Für lokales Aufsehen sorgte seine Belegung, die sich vom klassischen neapolitanischen Vorbild deutlich unterscheidet. „Ich bin kein Italiener, sondern – wenn man so will – ein New Yorker. Meine Mutter ist Chinesin, mein Vater Japaner. Ich bin mit New York Style Pizza aufgewachsen, auch wenn das meistens keine große kulinarische Erleuchtung war. Hier in Brasilien belege ich meine Pizze mit den Dingen, die ich frisch am Markt bekomme, und kombiniere sie, wie es mir gefällt“, so Sei. Besonders angetan hat es ihm der fermentierte brasilianische Insektenhonig, der kaum süß, dafür aber sehr aromatisch ist. Außerdem kommen ihm nie mehr als drei Komponenten auf die Pizza, weil das reicht, um eine spannende Kombination zu ergeben. Anfangs wurde er als „Pizza-Nazi“ verunglimpft, weil er sich weigerte, auf Sonderwünsche („mehr Käse“, „extra scharf“ etc.) einzugehen. Auch das in anderen Pizzarias beliebte Ketchup hat er zum Unverständnis mancher Gäste aus seinem Lokal verbannt. Doch diese kritischen Stimmen sind längst verstummt. Sein erstes Mini-Lokal Farinha e Ferro musste er noch in einer wenig attraktiven Gasse im Arbeiterbezirk Catete aufsperren. Es folgte ein weiteres Lokal in Botafogo und vergangenes Jahr noch eines im schicken Leblon. Sei ist in kürzester Zeit zum unumstrittenen Pizza-König von Rio geworden.

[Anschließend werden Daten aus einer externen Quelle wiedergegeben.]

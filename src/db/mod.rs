mod repository;
mod schema;

pub use repository::{KvStore, KvWrite};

Wo gibt es die beste Pizza der Welt? Für den New Yorker Starkoch David Chang ist die Antwort klar: Tokio! Und viele Experten geben ihm recht. Die Japaner (und zigtausende westliche Ex-Pats, die dort leben) lieben Pizza. Und wer den Fanatismus kennt, mit dem sich japanische Köche an die Umsetzung einer kulinarischen Idee machen, wird sich nicht wundern, dass es in der japanischen Hauptstadt einige der besten Pizza-Bäcker der Welt gibt. Insofern hat Chang zweifellos recht. Wenn man eine Marinara in makelloser Purezza sucht, wird man auf der Welt keinen besseren Platz als das Seirinkan finden. Susumu Kakinuma macht aber auch grandiose Margheritas, die zusätzlich mit frischen Tomaten belegt werden. Andere Pizze gibt es bei Kakinuma nicht, womit sich auch eventuelle Fragen nach Extrawünschen erübrigen. Sein schärfster Konkurrent im Rennen um den informellen Titel „Bester Pizzaiolo Tokios“ ist Tsubasa Tamaki, der zuvor bei Kakinuma gelernt hatte. Es sind Kleinigkeiten, wie das zarte Aromatisieren durch die kurzfristige Beigabe von speziellen Holzsorten in den Ofen oder den leichten Salzregen, den Tamaki seinen Pizze mit auf den Weg gibt, bevor er sie ins Rohr schiebt, die zeigen, mit welcher Hingabe und Detailverliebtheit hier Pizza gebacken wird. Immer wieder probiert Tamaki auch Spezial-Pizze mit japanischen Toppings, die absoluten Kultstatus haben.
Außerhalb von Italien ist man sich weitgehend einig, dass die Pizza aus Neapel stammt. Doch fragen Sie einmal einen römischen Pizzaiolo! .....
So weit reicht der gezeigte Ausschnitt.